Three months after the Boston Marathon tragedy put an entire city on lockdown, New York resident Michele Catalano was searching Google for information about pressure cookers. At around the same time, her husband was searching Google for information about backpacks.

Shortly thereafter, six armed men in plain clothes fanned out across her property, plunging suburban tranquility into frightened anxiety.  In one unforeseen instant, an otherwise typical Suffolk County home had become an encircled target, its two occupants a tactical bullseye. Less forthcoming were the details of exactly what was happenng and why.

As the ordeal seamlessly unfolded, badges were eventually flashed, identifying the six men as members of the Joint Terrorism Task Force.  The Task Force cut straight to the chase, inundating Michele Catalano and her husband with a hailstorm of confusing questions about their knowledge of explosives, the usefulness of pressure cookers, and the nature of their relationships with friends and family members.

After a 45-minute interrogation blitz, the Task Force was eventually satisfied the couple had no terrorist affiliations or intentions. The six agents, having found no cause to unholster their side-arms, presumably returned to their respective offices to sniff out the next suspicious address.  For Michele Catalano and her husband, the invasive ordeal so throughly displaced the privacy of their marital home that the couple’s unexpected encounter with an armed counter-terrorism Task Force undoubtedly left them feeling, well, terrorized.
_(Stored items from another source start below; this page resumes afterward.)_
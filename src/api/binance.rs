use std::fmt;
use std::num::NonZeroU32;
use std::sync::Arc;

use async_trait::async_trait;
use chrono::{DateTime, Duration, Utc};
use governor::{Quota, RateLimiter};
use hmac::{Hmac, Mac};
use reqwest::{Client, RequestBuilder};
use rust_decimal::Decimal;
use serde::Deserialize;
use serde_json::Value;
use sha2::Sha256;

use super::{MarketDataProvider, OrderExecutor};
use crate::models::{Candle, CandleSeries, InstrumentRule, KlineInterval, OrderFill, TradeSide};
use crate::{BotError, Result};

const BINANCE_API_BASE: &str = "https://api.binance.com";
const KLINE_LIMIT: u32 = 1000;

type HmacSha256 = Hmac<Sha256>;

// Type alias for the rate limiter to simplify signatures
type BinanceRateLimiter = RateLimiter<
    governor::state::direct::NotKeyed,
    governor::state::InMemoryState,
    governor::clock::DefaultClock,
>;

/// Connection settings for the Binance spot REST API
#[derive(Debug, Clone, PartialEq, Deserialize)]
#[serde(default)]
pub struct BinanceConfig {
    pub base_url: String,
    pub recv_window_ms: u64,
    /// Request budget shared by every call made through one client
    pub requests_per_second: u32,
    pub timeout_secs: u64,
}

impl Default for BinanceConfig {
    fn default() -> Self {
        Self {
            base_url: BINANCE_API_BASE.to_string(),
            recv_window_ms: 5000,
            requests_per_second: 10,
            timeout_secs: 10,
        }
    }
}

/// API key pair for signed endpoints
#[derive(Clone)]
pub struct ApiCredentials {
    pub api_key: String,
    pub secret_key: String,
}

impl fmt::Debug for ApiCredentials {
    fn fmt(&self, f: &mut fmt::Formatter<'_>) -> fmt::Result {
        f.debug_struct("ApiCredentials")
            .field("api_key", &"<redacted>")
            .field("secret_key", &"<redacted>")
            .finish()
    }
}

/// Binance spot client: klines, lot-size filters and market orders
///
/// Cloneable; all clones share one rate limiter.
#[derive(Clone)]
pub struct BinanceClient {
    client: Client,
    config: BinanceConfig,
    credentials: Option<ApiCredentials>,
    rate_limiter: Arc<BinanceRateLimiter>,
}

// ============== Response Types ==============

#[derive(Debug, Deserialize)]
struct ApiErrorBody {
    code: i64,
    msg: String,
}

#[derive(Debug, Deserialize)]
struct ExchangeInfo {
    symbols: Vec<SymbolInfo>,
}

#[derive(Debug, Deserialize)]
struct SymbolInfo {
    symbol: String,
    filters: Vec<Value>,
}

#[derive(Debug, Deserialize)]
#[serde(rename_all = "camelCase")]
struct OrderResponse {
    symbol: String,
    order_id: u64,
    client_order_id: String,
    executed_qty: String,
    #[serde(default)]
    transact_time: Option<i64>,
    #[serde(default)]
    fills: Vec<FillRaw>,
}

#[derive(Debug, Deserialize)]
struct FillRaw {
    price: String,
}

// ============== Implementation ==============

impl BinanceClient {
    pub fn new(config: BinanceConfig, credentials: Option<ApiCredentials>) -> Result<Self> {
        let client = Client::builder()
            .timeout(std::time::Duration::from_secs(config.timeout_secs))
            .build()
            .map_err(|e| BotError::Config(format!("failed to build HTTP client: {}", e)))?;

        let per_second = NonZeroU32::new(config.requests_per_second).unwrap_or(NonZeroU32::MIN);
        let rate_limiter = Arc::new(RateLimiter::direct(Quota::per_second(per_second)));

        Ok(Self {
            client,
            config,
            credentials,
            rate_limiter,
        })
    }

    fn url(&self, path: &str) -> String {
        format!("{}{}", self.config.base_url.trim_end_matches('/'), path)
    }

    /// Rate-limited send returning the body of a 2xx response, or a readable error
    async fn send(&self, request: RequestBuilder) -> std::result::Result<String, String> {
        self.rate_limiter.until_ready().await;

        let response = request.send().await.map_err(|e| e.to_string())?;
        let status = response.status();
        let body = response.text().await.map_err(|e| e.to_string())?;

        if status.is_success() {
            return Ok(body);
        }

        Err(match serde_json::from_str::<ApiErrorBody>(&body) {
            Ok(err) => format!("{} (code {}, HTTP {})", err.msg, err.code, status.as_u16()),
            Err(_) => format!("HTTP {}: {}", status.as_u16(), body),
        })
    }

    fn sign(secret: &str, payload: &str) -> Result<String> {
        let mut mac = HmacSha256::new_from_slice(secret.as_bytes())
            .map_err(|e| BotError::Config(format!("invalid secret key: {}", e)))?;
        mac.update(payload.as_bytes());
        Ok(hex::encode(mac.finalize().into_bytes()))
    }
}

fn parse_kline(row: &[Value]) -> Option<Candle> {
    let open_time = row.first()?.as_i64()?;
    let field = |i: usize| -> Option<f64> {
        let value: f64 = row.get(i)?.as_str()?.parse().ok()?;
        (value.is_finite() && value >= 0.0).then_some(value)
    };

    Some(Candle {
        timestamp: DateTime::<Utc>::from_timestamp_millis(open_time)?,
        open: field(1)?,
        high: field(2)?,
        low: field(3)?,
        close: field(4)?,
        volume: field(5)?,
    })
}

fn parse_lot_size(symbol: &str, filters: &[Value]) -> Result<InstrumentRule> {
    let lot_size = filters
        .iter()
        .find(|f| f.get("filterType").and_then(Value::as_str) == Some("LOT_SIZE"))
        .ok_or_else(|| BotError::rule_unavailable(symbol, "no LOT_SIZE filter"))?;

    let decimal = |key: &str| -> Result<Decimal> {
        lot_size
            .get(key)
            .and_then(Value::as_str)
            .and_then(|s| s.parse::<Decimal>().ok())
            .ok_or_else(|| BotError::rule_unavailable(symbol, format!("malformed {}", key)))
    };

    InstrumentRule::new(
        symbol,
        decimal("stepSize")?,
        decimal("minQty")?,
        decimal("maxQty")?,
    )
}

#[async_trait]
impl MarketDataProvider for BinanceClient {
    async fn fetch_candles(
        &self,
        symbol: &str,
        interval: KlineInterval,
        lookback: Duration,
    ) -> Result<CandleSeries> {
        let start = (Utc::now() - lookback).timestamp_millis();
        let request = self.client.get(self.url("/api/v3/klines")).query(&[
            ("symbol", symbol.to_string()),
            ("interval", interval.to_string()),
            ("startTime", start.to_string()),
            ("limit", KLINE_LIMIT.to_string()),
        ]);

        let body = self
            .send(request)
            .await
            .map_err(|e| BotError::data_unavailable(symbol, e))?;
        let rows: Vec<Vec<Value>> = serde_json::from_str(&body)
            .map_err(|e| BotError::data_unavailable(symbol, format!("bad kline payload: {}", e)))?;

        let candles = rows
            .iter()
            .map(|row| parse_kline(row))
            .collect::<Option<Vec<_>>>()
            .ok_or_else(|| BotError::data_unavailable(symbol, "malformed kline row"))?;

        tracing::debug!(symbol = %symbol, interval = %interval, "Fetched {} candles", candles.len());

        CandleSeries::new(symbol, candles)
    }
}

#[async_trait]
impl OrderExecutor for BinanceClient {
    async fn fetch_instrument_rule(&self, symbol: &str) -> Result<InstrumentRule> {
        let request = self
            .client
            .get(self.url("/api/v3/exchangeInfo"))
            .query(&[("symbol", symbol)]);

        let body = self
            .send(request)
            .await
            .map_err(|e| BotError::rule_unavailable(symbol, e))?;
        let info: ExchangeInfo = serde_json::from_str(&body)
            .map_err(|e| BotError::rule_unavailable(symbol, format!("bad exchange info: {}", e)))?;

        let info = info
            .symbols
            .into_iter()
            .find(|s| s.symbol == symbol)
            .ok_or_else(|| BotError::rule_unavailable(symbol, "symbol not listed"))?;

        parse_lot_size(symbol, &info.filters)
    }

    async fn submit_market_order(
        &self,
        symbol: &str,
        side: TradeSide,
        quantity: Decimal,
    ) -> Result<OrderFill> {
        let credentials = self
            .credentials
            .as_ref()
            .ok_or_else(|| BotError::OrderRejected("API credentials not configured".to_string()))?;

        let client_order_id = uuid::Uuid::new_v4().simple().to_string();
        let query = format!(
            "symbol={}&side={}&type=MARKET&quantity={}&newClientOrderId={}&recvWindow={}&timestamp={}",
            symbol,
            side,
            quantity.normalize(),
            client_order_id,
            self.config.recv_window_ms,
            Utc::now().timestamp_millis()
        );
        let signature = Self::sign(&credentials.secret_key, &query)?;
        let url = format!("{}?{}&signature={}", self.url("/api/v3/order"), query, signature);

        tracing::info!(symbol = %symbol, "Submitting market {} for {}", side, quantity);

        let request = self
            .client
            .post(url)
            .header("X-MBX-APIKEY", &credentials.api_key);
        let body = self.send(request).await.map_err(BotError::OrderRejected)?;

        let response: OrderResponse = serde_json::from_str(&body)
            .map_err(|e| BotError::OrderRejected(format!("unreadable order response: {}", e)))?;

        let price = response
            .fills
            .first()
            .and_then(|f| f.price.parse::<f64>().ok())
            .ok_or_else(|| BotError::OrderRejected("order reported no fills".to_string()))?;
        let filled = response
            .executed_qty
            .parse::<Decimal>()
            .map_err(|e| BotError::OrderRejected(format!("bad executedQty: {}", e)))?;

        Ok(OrderFill {
            order_id: response.order_id.to_string(),
            client_order_id: response.client_order_id,
            symbol: response.symbol,
            side,
            price,
            quantity: filled,
            timestamp: response
                .transact_time
                .and_then(DateTime::<Utc>::from_timestamp_millis)
                .unwrap_or_else(Utc::now),
        })
    }
}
The incident was initially reported as triggered by Google searches.  Later, authorities involved in the surprise investigation claimed they were responding to a tip-off from a former employer, who had been monitoring workplace internet activity.

Though the Catalano story has taken on a diverse complexion, it is a uniform reminder of a disturbing new reality:  we are being watched. You are being watched.  The internet can be used to secretly probe virtually every aspect of your private life, and the stateside organizations recently exposed for doing so have some intimate Canadian ties.

At the beginning of the Snowden saga, leaked details about the National Security Agency’s ‘PRISM’ mass surveillance program caused a geopolitical earthquake.  The NSA, it was revealed, has collected astronomical volumes

of private data through its Internet and cellular surveillance dragnet, and has extensive access to information collected by the world’s foremost software and social media giants.

What's the big picture?

The NSA has obtained direct access to the systems of Google, Facebook, Apple and other U.S. internet giants … which allows officials to collect material including search history, the content of emails, file transfers and live chats.”

– Ewen MacAskill, The Guardian

If you’re thinking “what have I got to be concerned about?”, or that this questionable snooping is more of a U.S. problem than a Canadian problem, think again.

Ronald Diebert, director of the University of Toronto Citizen’s Lab, said to the Toronto Star, “The way telecommunication traffic is routed in North America, the fact of the matter is about 90 per cent of Canadian traffic is routed through the United States.”

Canada’s internet traffic, Diebert continues, is subsumed through “filters and checkpoints, shared with third parties, with law enforcement and of course intelligence agencies that operate in the shadows.”

The Communications Security Establishment of Canada (CSEC), an intelligence agency virtually invisible in this country, has been in close cooperation with the U.S. National Security Agency for decades. Diebert described the two agencies as having a “long-standing historical relationship.”

“The NSA and CSEC … operate today as essentially twinned agencies.”

In the 1997 film Conspiracy Theory, Mel Gibson portrayed Jerry Fletcher, a neurotically obsessed individual who had come to believe government surveillance followed his every move.  By the end of the film [warning: spoiler ahead], Fletcher’s fidgety apprehension turned out to be justified, his suspicions not the mere shudderings of an unstable mind, but the terrified intuitions of a targeted individual.

Canadians, it would seem, have suddenly found themselves living a similar narrative.  Mass government surveillance, previously confined to the meandering conjecture of disturbed eccentrics, has become part of our every day lives, and a hot topic in mainstream discussions.

As the NSA builds its $2-billion Data Centre in the remote hills of Utah, and as CSEC builds its shiny new $880-million Headquarters in Ottawa, officials from both agencies continue to insist their surveillance activities are for national security purposes only, and do not represent a threat to the rights and freedoms of domestic citizens.

Ultimately, the true scope, nature, and ramifications of this year’s mass surveillance revelations are yet to be fully revealed. As the story unfolds, Eric Snowden is hunted by U.S. authorities, and Canadians are haunted by a disquieting thought:

Are these agencies working to protect Canada from the awesome threat of terrorism, or are they working to undermine the rights and freedoms that make Canada an awesome country worth protecting?